Hanya uskup atau imam yang dapat menjadi pelayan Sakramen Ekaristi, dengan bertindak
selaku pribadi Kristus sendiri. Diakon serta imam biasanya adalah pelayan Komuni Suci,
umat awam dapat diberi wewenang dalam lingkup terbatas sebagai pelayan luar biasa
Komuni Suci. Ekaristi dipandang sebagai "sumber dan puncak" kehidupan Kristiani, tindakan
pengudusan yang paling istimewa oleh Allah terhadap umat beriman dan tindakan
penyembahan yang paling istimewa oleh umat beriman terhadap Allah, serta sebagai suatu
titik dimana umat beriman terhubung dengan liturgi di surga. Betapa pentingnya sakramen ini
sehingga partisipasi dalam perayaan Ekaristi (Misa) dipandang sebagai kewajiban pada setiap
hari Minggu dan hari raya khusus, serta dianjurkan untuk hari-hari lainnya. Dianjurkan pula
bagi umat yang berpartisipasi dalam Misa untuk, dalam kondisi rohani yang layak, menerima
Komuni Suci. Menerima Komuni Suci dipandang sebagai kewajiban sekurang-kurangnya
setahun sekali selama masa Paskah.
Sakramen-sakramen Penyembuhan
Rekonsiliasi
Sakramen rekonsiliasi adalah yang pertama dari kedua sakramen penyembuhan, dan juga
disebut Sakramen Pengakuan Dosa, Sakramen Tobat, dan Sakramen Pengampunan[2].
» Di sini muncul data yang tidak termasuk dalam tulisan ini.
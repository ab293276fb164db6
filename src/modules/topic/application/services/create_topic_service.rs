use async_trait::async_trait;

use crate::topic::application::ports::{
    incoming::use_cases::{CreateTopicCommand, CreateTopicError, CreateTopicUseCase},
    outgoing::{CreateTopicData, TopicRepository, TopicResult},
};

#[derive(Debug, Clone)]
pub struct CreateTopicService<R>
where
    R: TopicRepository + Send + Sync,
{
    repository: R,
}

impl<R> CreateTopicService<R>
where
    R: TopicRepository + Send + Sync,
{
    pub fn new(repository: R) -> Self {
        Self { repository }
    }
}

#[async_trait]
impl<R> CreateTopicUseCase for CreateTopicService<R>
where
    R: TopicRepository + Send + Sync,
{
    async fn execute(&self, command: CreateTopicCommand) -> Result<TopicResult, CreateTopicError> {
        let data = CreateTopicData {
            created_by: command.author().to_string(),
            title: command.title().to_string(),
            description: command.description().to_string(),
        };

        let topic = self
            .repository
            .create_topic(data)
            .await
            .map_err(|e| CreateTopicError::RepositoryError(e.to_string()))?;

        tracing::info!(topic_id = %topic.id, created_by = %topic.created_by, "Topic created");
        Ok(topic)
    }
}

#[cfg(test)]
mod tests {
    use super::*;
    use std::sync::{Arc, Mutex};
    use uuid::Uuid;

    use crate::tests::support::fixtures::sample_topic;
    use crate::topic::application::ports::outgoing::{TopicRepositoryError, UpdateTopicData};

    // ──────────────────────────────────────────────────────────
    // Mock Repository
    // ──────────────────────────────────────────────────────────

    #[derive(Clone)]
    struct MockTopicRepository {
        result: Result<TopicResult, TopicRepositoryError>,
        received: Arc<Mutex<Option<CreateTopicData>>>,
    }

    impl MockTopicRepository {
        fn new(result: Result<TopicResult, TopicRepositoryError>) -> Self {
            Self {
                result,
                received: Arc::new(Mutex::new(None)),
            }
        }
    }

    #[async_trait]
    impl TopicRepository for MockTopicRepository {
        async fn create_topic(
            &self,
            data: CreateTopicData,
        ) -> Result<TopicResult, TopicRepositoryError> {
            *self.received.lock().unwrap() = Some(data);
            self.result.clone()
        }

        async fn update_topic(
            &self,
            _topic_id: Uuid,
            _data: UpdateTopicData,
        ) -> Result<TopicResult, TopicRepositoryError> {
            unimplemented!("Not used in create_topic tests")
        }

        async fn delete_topic(&self, _topic_id: Uuid) -> Result<(), TopicRepositoryError> {
            unimplemented!("Not used in create_topic tests")
        }
    }

    // ──────────────────────────────────────────────────────────
    // Tests
    // ──────────────────────────────────────────────────────────

    #[tokio::test]
    async fn create_topic_passes_author_and_trimmed_fields() {
        let expected = sample_topic("alice", "Vinyl");
        let repo = MockTopicRepository::new(Ok(expected.clone()));
        let service = CreateTopicService::new(repo.clone());

        let command = CreateTopicCommand::new(
            "alice".to_string(),
            " Vinyl ".to_string(),
            "Best pressings?".to_string(),
        )
        .unwrap();

        let result = service.execute(command).await.unwrap();
        assert_eq!(result, expected);

        let received = repo.received.lock().unwrap().clone().unwrap();
        assert_eq!(received.created_by, "alice");
        assert_eq!(received.title, "Vinyl");
        assert_eq!(received.description, "Best pressings?");
    }

    #[tokio::test]
    async fn create_topic_maps_repository_error() {
        let repo = MockTopicRepository::new(Err(TopicRepositoryError::DatabaseError(
            "db down".to_string(),
        )));
        let service = CreateTopicService::new(repo);

        let command =
            CreateTopicCommand::new("alice".into(), "Vinyl".into(), "desc".into()).unwrap();

        let result = service.execute(command).await;
        assert!(matches!(result, Err(CreateTopicError::RepositoryError(msg)) if msg.contains("db down")));
    }
}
Sakramen ini adalah sakramen penyembuhan rohani dari seseorang yang telah dibaptis yang
terjauhkan dari Allah karena telah berbuat dosa. Sakramen ini memiliki empat unsur:
penyesalan si peniten (si pengaku dosa) atas dosanya (tanpa hal ini ritus rekonsiliasi akan sia-
sia), pengakuan kepada seorang imam (boleh saja secara spirutual akan bermanfaat bagi
seseorang untuk mengaku dosa kepada yang lain, akan tetapi hanya imam yang memiliki
kuasa untuk melayankan sakramen ini), absolusi (pengampunan) oleh imam, dan penyilihan.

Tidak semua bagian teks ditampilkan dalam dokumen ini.